──────── SUPPLIED INFORMATION

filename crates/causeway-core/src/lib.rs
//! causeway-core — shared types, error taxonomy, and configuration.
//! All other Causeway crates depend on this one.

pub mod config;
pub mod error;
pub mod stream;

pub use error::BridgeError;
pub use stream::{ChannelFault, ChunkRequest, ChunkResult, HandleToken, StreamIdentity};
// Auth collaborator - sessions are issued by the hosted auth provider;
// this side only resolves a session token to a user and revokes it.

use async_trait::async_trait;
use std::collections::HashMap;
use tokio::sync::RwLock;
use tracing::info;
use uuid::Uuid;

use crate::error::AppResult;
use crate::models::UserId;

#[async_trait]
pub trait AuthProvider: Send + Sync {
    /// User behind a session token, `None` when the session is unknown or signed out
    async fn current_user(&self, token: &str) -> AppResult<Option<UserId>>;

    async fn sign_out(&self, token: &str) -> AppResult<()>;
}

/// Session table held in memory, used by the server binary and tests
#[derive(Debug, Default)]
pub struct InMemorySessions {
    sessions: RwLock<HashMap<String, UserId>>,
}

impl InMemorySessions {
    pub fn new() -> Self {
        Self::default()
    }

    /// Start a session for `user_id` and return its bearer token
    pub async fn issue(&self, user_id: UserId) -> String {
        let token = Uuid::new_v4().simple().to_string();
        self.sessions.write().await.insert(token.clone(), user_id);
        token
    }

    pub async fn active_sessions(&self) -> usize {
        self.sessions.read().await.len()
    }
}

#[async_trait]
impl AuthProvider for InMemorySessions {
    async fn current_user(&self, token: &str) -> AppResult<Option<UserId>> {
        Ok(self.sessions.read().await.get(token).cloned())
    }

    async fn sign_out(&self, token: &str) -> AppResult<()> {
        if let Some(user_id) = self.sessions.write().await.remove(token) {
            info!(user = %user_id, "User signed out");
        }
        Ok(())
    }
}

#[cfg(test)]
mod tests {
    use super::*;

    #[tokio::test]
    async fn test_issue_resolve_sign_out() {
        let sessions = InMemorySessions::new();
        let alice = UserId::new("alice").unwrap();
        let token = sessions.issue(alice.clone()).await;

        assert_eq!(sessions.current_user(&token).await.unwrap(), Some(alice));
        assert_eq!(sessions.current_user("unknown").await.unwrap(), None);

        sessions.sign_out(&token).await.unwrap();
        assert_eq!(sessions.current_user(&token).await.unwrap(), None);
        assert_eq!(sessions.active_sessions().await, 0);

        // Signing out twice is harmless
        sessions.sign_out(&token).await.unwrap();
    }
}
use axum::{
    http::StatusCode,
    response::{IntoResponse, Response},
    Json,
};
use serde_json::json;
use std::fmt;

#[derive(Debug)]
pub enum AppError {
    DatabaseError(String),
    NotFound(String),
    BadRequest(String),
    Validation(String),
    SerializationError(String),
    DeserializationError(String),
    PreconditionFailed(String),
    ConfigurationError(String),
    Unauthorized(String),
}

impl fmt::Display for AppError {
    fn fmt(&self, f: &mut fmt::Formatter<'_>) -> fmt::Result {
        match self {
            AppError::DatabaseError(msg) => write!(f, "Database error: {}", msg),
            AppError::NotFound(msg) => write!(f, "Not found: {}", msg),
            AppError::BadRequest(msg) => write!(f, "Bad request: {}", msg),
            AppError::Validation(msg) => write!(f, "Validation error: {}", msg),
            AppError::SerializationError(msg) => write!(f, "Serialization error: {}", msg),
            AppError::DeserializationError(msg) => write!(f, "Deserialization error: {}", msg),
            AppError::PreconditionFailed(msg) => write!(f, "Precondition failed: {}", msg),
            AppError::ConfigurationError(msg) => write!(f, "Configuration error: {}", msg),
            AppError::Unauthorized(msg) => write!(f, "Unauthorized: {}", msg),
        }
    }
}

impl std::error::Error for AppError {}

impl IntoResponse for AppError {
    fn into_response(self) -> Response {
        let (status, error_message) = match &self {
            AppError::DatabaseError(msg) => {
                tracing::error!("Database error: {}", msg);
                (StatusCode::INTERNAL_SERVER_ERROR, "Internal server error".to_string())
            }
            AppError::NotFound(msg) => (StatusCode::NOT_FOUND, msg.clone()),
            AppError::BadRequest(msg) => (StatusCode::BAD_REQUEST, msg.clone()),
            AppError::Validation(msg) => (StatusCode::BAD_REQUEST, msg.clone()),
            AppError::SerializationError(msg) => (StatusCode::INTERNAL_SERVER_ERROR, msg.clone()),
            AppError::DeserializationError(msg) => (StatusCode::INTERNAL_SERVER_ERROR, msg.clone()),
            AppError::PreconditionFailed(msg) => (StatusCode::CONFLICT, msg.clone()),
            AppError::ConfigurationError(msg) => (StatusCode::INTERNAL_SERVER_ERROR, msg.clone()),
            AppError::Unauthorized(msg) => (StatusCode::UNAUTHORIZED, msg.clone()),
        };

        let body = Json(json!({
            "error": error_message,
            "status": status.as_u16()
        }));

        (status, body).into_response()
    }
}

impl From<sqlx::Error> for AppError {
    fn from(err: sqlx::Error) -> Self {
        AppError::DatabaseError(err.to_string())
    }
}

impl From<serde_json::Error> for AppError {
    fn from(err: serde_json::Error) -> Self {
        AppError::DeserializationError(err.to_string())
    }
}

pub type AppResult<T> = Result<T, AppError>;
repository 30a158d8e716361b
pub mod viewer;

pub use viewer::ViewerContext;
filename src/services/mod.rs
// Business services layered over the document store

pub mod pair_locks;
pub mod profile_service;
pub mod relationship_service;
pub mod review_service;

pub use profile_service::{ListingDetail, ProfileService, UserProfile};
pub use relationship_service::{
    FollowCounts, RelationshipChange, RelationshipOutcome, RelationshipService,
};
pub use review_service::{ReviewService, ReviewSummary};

────────────────

◆ TASK INSTRUCTIONS:
Write an exact transcription of every entry above.

◆ COMPLETED TASK:
filename crates/causeway-core/src/lib.rs
//! causeway-core — shared types, error taxonomy, and configuration.
//! All other Causeway crates depend on this one.

pub mod config;
pub mod error;
pub mod stream;

pub use error::BridgeError;
pub use stream::{ChannelFault, ChunkRequest, ChunkResult, HandleToken, StreamIdentity};
// Auth collaborator - sessions are issued by the hosted auth provider;
// this side only resolves a session token to a user and revokes it.

use async_trait::async_trait;
use std::collections::HashMap;
use tokio::sync::RwLock;
use tracing::info;
use uuid::Uuid;

use crate::error::AppResult;
use crate::models::UserId;

#[async_trait]
pub trait AuthProvider: Send + Sync {
    /// User behind a session token, `None` when the session is unknown or signed out
    async fn current_user(&self, token: &str) -> AppResult<Option<UserId>>;

    async fn sign_out(&self, token: &str) -> AppResult<()>;
}

/// Session table held in memory, used by the server binary and tests
#[derive(Debug, Default)]
pub struct InMemorySessions {
    sessions: RwLock<HashMap<String, UserId>>,
}

impl InMemorySessions {
    pub fn new() -> Self {
        Self::default()
    }

    /// Start a session for `user_id` and return its bearer token
    pub async fn issue(&self, user_id: UserId) -> String {
        let token = Uuid::new_v4().simple().to_string();
        self.sessions.write().await.insert(token.clone(), user_id);
        token
    }

    pub async fn active_sessions(&self) -> usize {
        self.sessions.read().await.len()
    }
}

#[async_trait]
impl AuthProvider for InMemorySessions {
    async fn current_user(&self, token: &str) -> AppResult<Option<UserId>> {
        Ok(self.sessions.read().await.get(token).cloned())
    }

    async fn sign_out(&self, token: &str) -> AppResult<()> {
        if let Some(user_id) = self.sessions.write().await.remove(token) {
            info!(user = %user_id, "User signed out");
        }
        Ok(())
    }
}

#[cfg(test)]
mod tests {
    use super::*;

    #[tokio::test]
    async fn test_issue_resolve_sign_out() {
        let sessions = InMemorySessions::new();
        let alice = UserId::new("alice").unwrap();
        let token = sessions.issue(alice.clone()).await;

        assert_eq!(sessions.current_user(&token).await.unwrap(), Some(alice));
        assert_eq!(sessions.current_user("unknown").await.unwrap(), None);

        sessions.sign_out(&token).await.unwrap();
        assert_eq!(sessions.current_user(&token).await.unwrap(), None);
        assert_eq!(sessions.active_sessions().await, 0);

        // Signing out twice is harmless
        sessions.sign_out(&token).await.unwrap();
    }
}
use axum::{
    http::StatusCode,
    response::{IntoResponse, Response},
    Json,
};
use serde_json::json;
use std::fmt;

#[derive(Debug)]
pub enum AppError {
    DatabaseError(String),
    NotFound(String),
    BadRequest(String),
    Validation(String),
    SerializationError(String),
    DeserializationError(String),
    PreconditionFailed(String),
    ConfigurationError(String),
    Unauthorized(String),
}

impl fmt::Display for AppError {
    fn fmt(&self, f: &mut fmt::Formatter<'_>) -> fmt::Result {
        match self {
            AppError::DatabaseError(msg) => write!(f, "Database error: {}", msg),
            AppError::NotFound(msg) => write!(f, "Not found: {}", msg),
            AppError::BadRequest(msg) => write!(f, "Bad request: {}", msg),
            AppError::Validation(msg) => write!(f, "Validation error: {}", msg),
            AppError::SerializationError(msg) => write!(f, "Serialization error: {}", msg),
            AppError::DeserializationError(msg) => write!(f, "Deserialization error: {}", msg),
            AppError::PreconditionFailed(msg) => write!(f, "Precondition failed: {}", msg),
            AppError::ConfigurationError(msg) => write!(f, "Configuration error: {}", msg),
            AppError::Unauthorized(msg) => write!(f, "Unauthorized: {}", msg),
        }
    }
}

impl std::error::Error for AppError {}

impl IntoResponse for AppError {
    fn into_response(self) -> Response {
        let (status, error_message) = match &self {
            AppError::DatabaseError(msg) => {
                tracing::error!("Database error: {}", msg);
                (StatusCode::INTERNAL_SERVER_ERROR, "Internal server error".to_string())
            }
            AppError::NotFound(msg) => (StatusCode::NOT_FOUND, msg.clone()),
            AppError::BadRequest(msg) => (StatusCode::BAD_REQUEST, msg.clone()),
            AppError::Validation(msg) => (StatusCode::BAD_REQUEST, msg.clone()),
            AppError::SerializationError(msg) => (StatusCode::INTERNAL_SERVER_ERROR, msg.clone()),
            AppError::DeserializationError(msg) => (StatusCode::INTERNAL_SERVER_ERROR, msg.clone()),
            AppError::PreconditionFailed(msg) => (StatusCode::CONFLICT, msg.clone()),
            AppError::ConfigurationError(msg) => (StatusCode::INTERNAL_SERVER_ERROR, msg.clone()),
            AppError::Unauthorized(msg) => (StatusCode::UNAUTHORIZED, msg.clone()),
        };

        let body = Json(json!({
            "error": error_message,
            "status": status.as_u16()
        }));

        (status, body).into_response()
    }
}

impl From<sqlx::Error> for AppError {
    fn from(err: sqlx::Error) -> Self {
        AppError::DatabaseError(err.to_string())
    }
}

impl From<serde_json::Error> for AppError {
    fn from(err: serde_json::Error) -> Self {
        AppError::DeserializationError(err.to_string())
    }
}

pub type AppResult<T> = Result<T, AppError>;
repository 30a158d8e716361b
pub mod viewer;

pub use viewer::ViewerContext;
filename src/services/mod.rs
// Business services layered over the document store

pub mod pair_locks;
pub mod profile_service;
pub mod relationship_service;
pub mod review_service;

pub use profile_service::{ListingDetail, ProfileService, UserProfile};
pub use relationship_service::{
    FollowCounts, RelationshipChange, RelationshipOutcome, RelationshipService,
};
pub use review_service::{ReviewService, ReviewSummary};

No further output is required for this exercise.